Mit der Agenda 2010 wurde eine neue Rentenformel eingeführt. Die Rürup-Kommission unter der Schröder-Regierung ist dafür verantwortlich, dass heute die Rentenanpassungen nicht mehr an der Produktivität Deutschlands, also des BIP gemessen werden, sondern an sozialversicherungspflichtigen Einkommen, also an den Löhnen der Arbeitnehmer. Bezahlen Unternehmen ihre Mitarbeiter schlecht, so kriegen auch die Rentner weniger Rente vom Staat. Schröder und Rürup nannten das damals euphemistisch den »Nachhaltigkeitsfaktor«. Diese Änderung kam leise und ohne großes Aufsehen, ist aber an Ungerechtigkeit nicht zu überbieten. Die Lebensleistung von Rentnern, ihren jahrzehntelangen Beitrag zur Produktivität Deutschlands, war von nun an der Lohnpolitik von Unternehmen ausgesetzt.

Im Jahre 2007 wurde die Rente mit 67 beschlossen. Demnach sollen Erwerbstätige jedes Jahr einen Monat länger arbeiten, bis das Renteneintrittsalter von 67 im Jahre 2035 vollständig umgesetzt wird. Im Dezember 2007 bekräftigte das Institut für Arbeitsmarkt- und Berufsforschung (IAB), dass nur knapp 5 Prozent aller 64jährigen Männer erwerbstätig waren und bei Frauen die Erwerbsquote nur bei rund 3 Prozent lag. De Faktisch bewirkt die Rente mit 67 also nichts anderes als eine reale Rentenkürzung, da man für jedes Jahr, den man vor dem gesetzlichen Renteneintrttsalter in Rente geht, drastische Abschläge bei der Rente bekommt. Der Verdacht liegt also nahe, dass es nicht um das unsägliche Demografie-Geschwafel geht, sondern darum, Geld bei den Rentnern zu sparen. Zudem ist eine »Mindestversicherungszeit« eingeführt worden, die besagt, dass nur der abschlagsfrei in Rente gehen kann, der mindestens 45 Jahre Pflichtbeiträge nachweisen kann. In Zeiten von geforderter Flexibilität, Leiharbeit, Minijobs, Praktikas usw. ein Hohn an der Realität.

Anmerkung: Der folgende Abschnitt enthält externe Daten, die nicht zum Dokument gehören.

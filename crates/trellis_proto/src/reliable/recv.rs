use bytes::Bytes;
use web_time::Instant;

use crate::{header, header::FrameHeader, packet, seq::Seq};

use super::ReliableEndpoint;

impl ReliableEndpoint {
    /// Processes one inbound frame.
    ///
    /// Splits off and forwards any secondary header, applies the
    /// cumulative and selective acks to the send window, buffers an
    /// in-window payload packet, drains in-order runs into the receive
    /// queue, and finally invokes the receive callback if messages are
    /// waiting. The ack callback fires once per freshly acked seq.
    ///
    /// Hostile or malformed input never fails the endpoint; bad frames
    /// are counted and dropped.
    pub fn on_frame(&mut self, now: Instant, word: u32, payload: Option<Bytes>) {
        self.stats.frames_recv += 1;
        tracing::trace!(word, "frame received");

        let (primary, second) = header::split(word);
        if let Some(second) = second {
            if let Some(cb) = self.on_second.as_mut() {
                cb(second);
            }
        }

        let FrameHeader { ack, sack, seq } = FrameHeader::unpack(primary);
        self.apply_cumulative_ack(now, ack);
        self.apply_selective_ack(ack, sack);

        if let Some(seq) = seq {
            self.accept_packet(seq, payload);
            self.drain_in_order();
        }

        if !self.recv_queue.is_empty() {
            if let Some(cb) = self.on_receive.as_mut() {
                cb(&mut self.recv_queue);
            }
        }
    }

    /// Frees every send slot up to and including `ack`, sampling RTT and
    /// advancing the window's lower bound.
    fn apply_cumulative_ack(&mut self, now: Instant, ack: Seq) {
        while self.space.between(self.ack_expected, ack, self.next_to_send) {
            let freed = self.ack_expected;
            if let Some(sent) = self.out_buf.take(freed) {
                self.rtt.update(now.saturating_duration_since(sent.sent_at));
                if let Some(cb) = self.on_ack.as_mut() {
                    cb(freed);
                }
            }
            self.ack_expected = self.space.advance(self.ack_expected, 1);
            self.out_buffered -= 1;
        }
    }

    /// Applies the selective-ack bitmap: frees slots the peer holds out of
    /// order, and NAK-accelerates the oldest unacked seq once any later
    /// seq is known to have arrived.
    fn apply_selective_ack(&mut self, ack: Seq, sack: u8) {
        for i in 0..header::SACK_BITS {
            #[allow(clippy::cast_possible_wrap)] // i < 8
            let seq = self.space.advance(ack, i as i32 + 1);
            if !self.space.between(self.ack_expected, seq, self.next_to_send) {
                continue;
            }
            if sack & (1 << i) != 0 {
                if self.out_buf.take(seq).is_some() {
                    if let Some(cb) = self.on_ack.as_mut() {
                        cb(seq);
                    }
                }
            } else if seq == self.ack_expected && (u16::from(sack) >> (i + 1)) != 0 {
                // the peer holds a later packet but not this one: it was
                // lost, not delayed - resend ahead of the timer
                if let Some(sent) = self.out_buf.get_mut(seq) {
                    sent.resend = super::Resend::Now;
                }
            }
        }
    }

    /// Buffers a payload packet if it lands inside the receive window and
    /// its slot is free; otherwise counts why it was dropped.
    fn accept_packet(&mut self, seq: Seq, payload: Option<Bytes>) {
        let Some(payload) = payload else {
            // DATA was set but the carrier delivered no payload bytes
            self.stats.decode_errors += 1;
            tracing::trace!(seq = seq.0, "data frame without payload");
            return;
        };
        let msgs = match packet::decode(payload) {
            Ok(msgs) => msgs,
            Err(err) => {
                self.stats.decode_errors += 1;
                tracing::trace!(seq = seq.0, %err, "dropping undecodable packet");
                return;
            }
        };

        if self
            .space
            .between(self.packet_expected, seq, self.in_too_far)
        {
            self.ack_pending = true;
            if self.in_buf.occupied(seq) {
                self.stats.duplicates += 1;
                tracing::trace!(seq = seq.0, "duplicate of buffered packet");
            } else {
                self.in_buf.insert(seq, msgs);
            }
            return;
        }

        // Outside the window. Delivery is strictly sequential, so a seq
        // `d` steps behind `packet_expected` was really delivered only if
        // at least `d` packets have been delivered; anything else is
        // garbage from a confused peer.
        let behind = self.space.distance(seq, self.packet_expected);
        if u64::from(behind) <= self.stats.packets_recv {
            // already delivered; the peer has not seen our ack yet, so
            // re-arm it
            self.ack_pending = true;
            self.stats.duplicates += 1;
            tracing::trace!(seq = seq.0, "duplicate of delivered packet");
        } else {
            self.stats.out_of_window += 1;
            tracing::trace!(seq = seq.0, "packet outside receive window");
        }
    }

    /// Moves every in-order buffered packet's messages into the receive
    /// queue and slides the receive window forward.
    fn drain_in_order(&mut self) {
        while let Some(msgs) = self.in_buf.take(self.packet_expected) {
            tracing::trace!(
                seq = self.packet_expected.0,
                msgs = msgs.len(),
                "delivering packet in order"
            );
            for msg in msgs {
                self.stats.msgs_recv += 1;
                self.recv_queue.push(msg);
            }
            self.stats.packets_recv += 1;
            self.packet_expected = self.space.advance(self.packet_expected, 1);
            self.in_too_far = self.space.advance(self.in_too_far, 1);
        }
    }
}

#[cfg(test)]
mod tests {
    use std::{cell::RefCell, rc::Rc};

    use web_time::Duration;

    use crate::reliable::Config;

    use super::*;

    fn unlocked(config: Config) -> ReliableEndpoint {
        let mut ep = ReliableEndpoint::new(config);
        ep.unlock_transmission();
        ep
    }

    fn data_frame(seq: u8, ack: u8, sack: u8, msgs: &[&[u8]]) -> (u32, Option<Bytes>) {
        let batch = msgs
            .iter()
            .map(|m| Bytes::copy_from_slice(m))
            .collect::<Vec<_>>();
        (
            FrameHeader {
                ack: Seq(ack),
                sack,
                seq: Some(Seq(seq)),
            }
            .pack(),
            Some(packet::encode(&batch)),
        )
    }

    fn ack_frame(ack: u8, sack: u8) -> (u32, Option<Bytes>) {
        (
            FrameHeader {
                ack: Seq(ack),
                sack,
                seq: None,
            }
            .pack(),
            None,
        )
    }

    fn received(ep: &mut ReliableEndpoint) -> Rc<RefCell<Vec<Bytes>>> {
        let out = Rc::new(RefCell::new(Vec::new()));
        let sink = Rc::clone(&out);
        ep.set_receive_callback(Box::new(move |queue| {
            sink.borrow_mut().extend(queue.drain());
        }));
        out
    }

    #[test]
    fn in_order_delivery() {
        let mut ep = unlocked(Config::default());
        let out = received(&mut ep);
        let now = Instant::now();

        let (word, payload) = data_frame(0, 15, 0, &[b"a", b"b"]);
        ep.on_frame(now, word, payload);
        let (word, payload) = data_frame(1, 15, 0, &[b"c"]);
        ep.on_frame(now, word, payload);

        let out = out.borrow();
        assert_eq!(3, out.len());
        assert_eq!(b"a".as_slice(), out[0].as_ref());
        assert_eq!(b"c".as_slice(), out[2].as_ref());
        assert_eq!(Seq(2), ep.packet_expected());
        assert_eq!(Seq(10), ep.in_too_far());
    }

    #[test]
    fn out_of_order_buffers_until_gap_fills() {
        let mut ep = unlocked(Config::default());
        let out = received(&mut ep);
        let now = Instant::now();

        for seq in [3u8, 1, 2, 4] {
            let (word, payload) = data_frame(seq, 15, 0, &[&[seq]]);
            ep.on_frame(now, word, payload);
        }
        assert!(out.borrow().is_empty());

        let (word, payload) = data_frame(0, 15, 0, &[&[0]]);
        ep.on_frame(now, word, payload);

        let out = out.borrow();
        assert_eq!(
            vec![0u8, 1, 2, 3, 4],
            out.iter().map(|m| m[0]).collect::<Vec<_>>()
        );
        assert_eq!(Seq(5), ep.packet_expected());
    }

    #[test]
    fn duplicate_is_counted_not_delivered() {
        let mut ep = unlocked(Config::default());
        let out = received(&mut ep);
        let now = Instant::now();

        let (word, payload) = data_frame(0, 15, 0, &[b"once"]);
        ep.on_frame(now, word, payload.clone());
        ep.on_frame(now, word, payload);

        assert_eq!(1, out.borrow().len());
        assert_eq!(1, ep.stats().duplicates);
    }

    #[test]
    fn stale_seq_counts_duplicate_and_rearms_ack() {
        let mut ep = unlocked(Config::default());
        let _out = received(&mut ep);
        let now = Instant::now();

        let (word, payload) = data_frame(0, 15, 0, &[b"x"]);
        ep.on_frame(now, word, payload);
        // delivery consumed the pending ack via take
        let _ = ep.take_ack_header();

        // replay after delivery: seq 0 is now behind the window
        let (word, payload) = data_frame(0, 15, 0, &[b"x"]);
        ep.on_frame(now, word, payload);
        assert_eq!(1, ep.stats().duplicates);
        assert!(ep.take_ack_header().is_some());
    }

    #[test]
    fn far_future_seq_is_out_of_window() {
        let mut ep = unlocked(Config::default());
        let now = Instant::now();

        let (word, payload) = data_frame(9, 15, 0, &[b"early"]);
        ep.on_frame(now, word, payload);
        assert_eq!(1, ep.stats().out_of_window);
        assert!(!ep.in_buf.occupied(Seq(9)));
    }

    #[test]
    fn cumulative_ack_frees_send_window() {
        let mut ep = unlocked(Config::default());
        let acked = Rc::new(RefCell::new(Vec::new()));
        let sink = Rc::clone(&acked);
        ep.set_ack_callback(Box::new(move |seq| sink.borrow_mut().push(seq)));
        ep.set_transmit_callback(Box::new(|_, _| {}));

        let t0 = Instant::now();
        for i in 0..3u8 {
            ep.send(Bytes::from_static(b"m")).unwrap();
            ep.tick(t0 + Duration::from_millis(u64::from(i)));
        }
        assert_eq!(3, ep.out_buffered());

        let (word, payload) = ack_frame(1, 0);
        ep.on_frame(t0 + Duration::from_millis(50), word, payload);

        assert_eq!(1, ep.out_buffered());
        assert_eq!(Seq(2), ep.ack_expected());
        assert_eq!(vec![Seq(0), Seq(1)], *acked.borrow());
    }

    #[test]
    fn selective_ack_frees_slot_without_advancing() {
        let mut ep = unlocked(Config::default());
        ep.set_transmit_callback(Box::new(|_, _| {}));

        let t0 = Instant::now();
        for i in 0..3u8 {
            ep.send(Bytes::from_static(b"m")).unwrap();
            ep.tick(t0 + Duration::from_millis(u64::from(i)));
        }

        // peer holds seq 1 out of order: ack = 15 (nothing in order),
        // sack bit 1 = seq 1
        let (word, payload) = ack_frame(15, 0b010);
        ep.on_frame(t0 + Duration::from_millis(10), word, payload);

        assert_eq!(Seq(0), ep.ack_expected());
        assert_eq!(3, ep.out_buffered());
        assert!(!ep.out_buf.occupied(Seq(1)));
        // cumulative ack later skips the freed slot cleanly
        let (word, payload) = ack_frame(2, 0);
        ep.on_frame(t0 + Duration::from_millis(20), word, payload);
        assert_eq!(Seq(3), ep.ack_expected());
        assert_eq!(0, ep.out_buffered());
    }

    #[test]
    fn sack_gap_nak_accelerates_oldest() {
        let config = Config::default();
        let mut ep = unlocked(config);
        let frames = Rc::new(RefCell::new(Vec::new()));
        let sink = Rc::clone(&frames);
        ep.set_transmit_callback(Box::new(move |word, payload| {
            sink.borrow_mut().push((word, payload));
        }));

        let t0 = Instant::now();
        for i in 0..2u8 {
            ep.send(Bytes::from_static(b"m")).unwrap();
            ep.tick(t0 + Duration::from_millis(u64::from(i)));
        }
        assert_eq!(2, frames.borrow().len());

        // seq 1 arrived, seq 0 did not: bit 1 set, bit 0 clear
        let (word, payload) = ack_frame(15, 0b010);
        ep.on_frame(t0 + Duration::from_millis(5), word, payload);

        // well before the resend delay, seq 0 retransmits anyway
        ep.tick(t0 + Duration::from_millis(6));
        let frames = frames.borrow();
        assert_eq!(3, frames.len());
        assert_eq!(Some(Seq(0)), FrameHeader::unpack(frames[2].0).seq);
        assert_eq!(1, ep.stats().packets_resent);
    }

    #[test]
    fn secondary_header_is_forwarded() {
        let mut ep = unlocked(Config::default());
        let seen = Rc::new(RefCell::new(None));
        let sink = Rc::clone(&seen);
        ep.set_second_header_callback(Box::new(move |word| {
            *sink.borrow_mut() = Some(word);
        }));

        let second = FrameHeader {
            ack: Seq(7),
            sack: 0b1,
            seq: None,
        }
        .pack();
        let primary = FrameHeader {
            ack: Seq(15),
            sack: 0,
            seq: None,
        }
        .pack();
        ep.on_frame(Instant::now(), header::merge(primary, second), None);

        assert_eq!(Some(second), *seen.borrow());
    }

    #[test]
    fn malformed_payload_is_counted_and_dropped() {
        let mut ep = unlocked(Config::default());
        let out = received(&mut ep);
        let now = Instant::now();

        let word = FrameHeader {
            ack: Seq(15),
            sack: 0,
            seq: Some(Seq(0)),
        }
        .pack();
        ep.on_frame(now, word, Some(Bytes::from_static(&[9, 1])));

        assert!(out.borrow().is_empty());
        assert_eq!(1, ep.stats().decode_errors);
        assert_eq!(Seq(0), ep.packet_expected());
    }
}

Beide Sachverhalte haben entschieden mit zum Phänomen der Altersarmut beigetragen. Sie sind weder Schicksal, noch unvorhersehbar gewesen, sondern gewollte, von Menschenhand gemachte Politik, um bestimmte Interessen zu bedienen. Die Nachdenkseiten haben vielfach nachgewiesen, dass es darum geht, die staatlichen Renten gering zu halten und zu diffamieren, um der Privatvorsorge Tür und Tor zu öffnen. In dem besagten SZ-Artikel steht dann am Ende:

Die Koalition arbeitet derzeit an neuen Gesetzen gegen die Altersarmut.

Vermutlich wird die Koalition die Altersarmut gesetzlich verbieten lassen. Oder beser: einen Weg finden, sie statistisch runter zu rechnen.

3 Gedanken zu “Gewollte Altersarmut

  1. Fast schon Standard. Erst mit produzieren, dann sich mit Gesetzen gegen das Resultat profilieren, welche es letztendlich noch weiter verschlimmern. Diese geschichtliche Kurzsichtigkeit wäre eigentlich amüsant, wenn es nicht so traurig wäre.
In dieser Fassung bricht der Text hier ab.